Minimum Wire Length Calculation for Square Pattern in 10cm Square

[squenshl]

Homework Statement

A wire pattern is inserted into a $10$cm square by making a horizontal line in the middle of the square (not all the way across and with length $x$) and connecting the ends of this line to the closest two corners. What is the minimum value of $x$?

Homework Equations

The Attempt at a Solution

Let $y$ be the length of the wire from the end of $x$ to the corner of the square. This means the total length of the wire is $l = x+4y$.

I extended the blue line $x$ to create a triangle then I used Pythagoras' to get $y^2 = 25+\frac{(10-x)^2}{4}$.

Do I then throw this (meaning $y$) into $l$ then differentiate with respect to $x$ then solve to get my minimum value for $x$ then $y$ which would give me the minimum length for $l$.

Thanks!

 

[Ray Vickson]

Homework Statement

A wire pattern is inserted into a $10$cm square by making a horizontal line in the middle of the square (not all the way across and with length $x$) and connecting the ends of this line to the closest two corners. What is the minimum value of $x$?

Homework Equations

The Attempt at a Solution

Let $y$ be the length of the wire from the end of $x$ to the corner of the square. This means the total length of the wire is $l = x+4y$.

I extended the blue line $x$ to create a triangle then I used Pythagoras' to get $y^2 = 25+\frac{(10-x)^2}{4}$.
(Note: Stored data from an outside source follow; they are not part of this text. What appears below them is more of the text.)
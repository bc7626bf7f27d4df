use std::fmt;

use serde::{Deserialize, Serialize};

/// A dashboard section whose visibility is gated by role.
///
/// The display name returned by [`Module::name`] is the stable identifier
/// used by the access tables; it must not change.
#[derive(Clone, Copy, Debug, Eq, PartialEq, Hash, Ord, PartialOrd, Deserialize, Serialize)]
pub enum Module {
    #[serde(rename = "Contractors")]
    Contractors,
    #[serde(rename = "Onboarding")]
    Onboarding,
    #[serde(rename = "Resources")]
    Resources,
    #[serde(rename = "Upload")]
    Upload,
    #[serde(rename = "Time Off")]
    TimeOff,
    #[serde(rename = "Time Tracking")]
    TimeTracking,
    #[serde(rename = "Groups")]
    Groups,
    #[serde(rename = "Entities")]
    Entities,
    #[serde(rename = "Roles & Permissions")]
    RolesAndPermissions,
    #[serde(rename = "Billing & Payments")]
    BillingAndPayments,
}

impl Module {
    /// Dashboard order.
    pub const ALL: [Module; 10] = [
        Module::Contractors,
        Module::Onboarding,
        Module::Resources,
        Module::Upload,
        Module::TimeOff,
        Module::TimeTracking,
        Module::Groups,
        Module::Entities,
        Module::RolesAndPermissions,
        Module::BillingAndPayments,
    ];

    pub fn name(self) -> &'static str {
        self.definition().title
    }

    /// Exact, case-sensitive lookup by display name.
    pub fn from_name(name: &str) -> Option<Self> {
        Self::ALL.into_iter().find(|module| module.name() == name)
    }

    pub fn definition(self) -> &'static ModuleDefinition {
        &DEFINITIONS[self as usize]
    }
}

impl fmt::Display for Module {
    fn fmt(&self, f: &mut fmt::Formatter<'_>) -> fmt::Result {
        f.write_str(self.name())
    }
}

/// A role-scoped data endpoint, served at `GET /api/{path}/{role}`.
#[derive(Clone, Copy, Debug, Eq, PartialEq, Hash, Serialize)]
#[serde(rename_all = "kebab-case")]
pub enum DataFeed {
    Contractors,
    Onboarding,
    Resources,
    TimeOff,
    TimeTracking,
    Groups,
    Entities,
}

impl DataFeed {
    pub fn path(self) -> &'static str {
        match self {
            DataFeed::Contractors => "contractors",
            DataFeed::Onboarding => "onboarding",
            DataFeed::Resources => "resources",
            DataFeed::TimeOff => "time-off",
            DataFeed::TimeTracking => "time-tracking",
            DataFeed::Groups => "groups",
            DataFeed::Entities => "entities",
        }
    }
}

/// What activating a module tile does.
#[derive(Clone, Copy, Debug, Eq, PartialEq, Serialize)]
#[serde(tag = "kind", content = "endpoint", rename_all = "snake_case")]
pub enum ModuleAction {
    Fetch(DataFeed),
    ShowUpload,
    /// The feature is not available in this build, regardless of role.
    ShowLocked,
}

#[derive(Clone, Debug, Serialize)]
pub struct ModuleDefinition {
    pub module: Module,
    pub title: &'static str,
    pub description: &'static str,
    pub color: &'static str,
    pub action: ModuleAction,
}

static DEFINITIONS: [ModuleDefinition; 10] = [
    ModuleDefinition {
        module: Module::Contractors,
        title: "Contractors",
        description: "View contract expiry tracking",
        color: "blue",
        action: ModuleAction::Fetch(DataFeed::Contractors),
    },
    ModuleDefinition {
        module: Module::Onboarding,
        title: "Onboarding",
        description: "Manage new employee checklists",
        color: "green",
        action: ModuleAction::Fetch(DataFeed::Onboarding),
    },
    ModuleDefinition {
        module: Module::Resources,
        title: "Resources",
        description: "Access role-based documents",
        color: "purple",
        action: ModuleAction::Fetch(DataFeed::Resources),
    },
    ModuleDefinition {
        module: Module::Upload,
        title: "Upload",
        description: "Upload and manage files",
        color: "orange",
        action: ModuleAction::ShowUpload,
    },
    ModuleDefinition {
        module: Module::TimeOff,
        title: "Time Off",
        description: "View time off policies and calendar",
        color: "indigo",
        action: ModuleAction::Fetch(DataFeed::TimeOff),
    },
    ModuleDefinition {
        module: Module::TimeTracking,
        title: "Time Tracking",
        description: "Track hours and project time",
        color: "pink",
        action: ModuleAction::Fetch(DataFeed::TimeTracking),
    },
    ModuleDefinition {
        module: Module::Groups,
        title: "Groups",
        description: "View department and team structure",
        color: "teal",
        action: ModuleAction::Fetch(DataFeed::Groups),
    },
    ModuleDefinition {
        module: Module::Entities,
        title: "Entities",
        description: "Manage company entities and locations",
        color: "yellow",
        action: ModuleAction::Fetch(DataFeed::Entities),
    },
    ModuleDefinition {
        module: Module::RolesAndPermissions,
        title: "Roles & Permissions",
        description: "Manage user roles and access control",
        color: "red",
        action: ModuleAction::ShowLocked,
    },
    ModuleDefinition {
        module: Module::BillingAndPayments,
        title: "Billing & Payments",
        description: "Manage billing and payment processing",
        color: "gray",
        action: ModuleAction::ShowLocked,
    },
];

#[cfg(test)]
mod tests {
    use super::*;

    #[test]
    fn definitions_line_up_with_variants() {
        for module in Module::ALL {
            assert_eq!(module.definition().module, module);
        }
    }

    #[test]
    fn names_are_exact_identifiers() {
        assert_eq!(Module::from_name("Time Off"), Some(Module::TimeOff));
        assert_eq!(
            Module::from_name("Roles & Permissions"),
            Some(Module::RolesAndPermissions)
        );
        assert_eq!(Module::from_name("time off"), None);
        assert_eq!(Module::from_name("Timeoff"), None);
    }

    #[test]
    fn data_modules_expose_their_endpoint() {
        assert_eq!(
            Module::TimeTracking.definition().action,
            ModuleAction::Fetch(DataFeed::TimeTracking)
        );
        assert_eq!(Module::Upload.definition().action, ModuleAction::ShowUpload);
        assert_eq!(
            Module::BillingAndPayments.definition().action,
            ModuleAction::ShowLocked
        );
    }

    #[test]
    fn feed_serializes_as_its_path() {
        for feed in [DataFeed::TimeOff, DataFeed::TimeTracking, DataFeed::Contractors] {
            assert_eq!(serde_json::to_value(feed).unwrap(), feed.path());
        }
        let action = serde_json::to_value(Module::Groups.definition().action).unwrap();
        assert_eq!(action, serde_json::json!({ "kind": "fetch", "endpoint": "groups" }));
    }
}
Do I then throw this (meaning $y$) into $l$ then differentiate with respect to $x$ then solve to get my minimum value for $x$ then $y$ which would give me the minimum length for $l$.

Thanks!

If that is what you think you should do, why ask us? Just do it!

The point is that you need to start having confidence in your own methods, and you need to be willing to make a mistake, perhaps spending a lot of time on an erroneous approach, then throwing out the worksheets and starting again. That is how all of the homework helpers learned the subject!

 

[Delta2]

The problem statements seems to be ill at least to me. The problem asks for the minimum value of $x$(which if understand correctly is the length of the segment in the middle of square). What prevents us from taking $x=0$?
The only thing I can make is that you probably meant to say the value of $x$ that minimizes the total length $l$ cause that's what your method calculates.

 

[phinds]

The problem statements seems to be ill at least to me. The problem asks for the minimum value of $x$(which if understand correctly is the length of the segment in the middle of square). What prevents us from taking $x=0$?
The only thing I can make is that you probably meant to say the value of $x$ that minimizes the total length $l$ cause that's what your method calculates.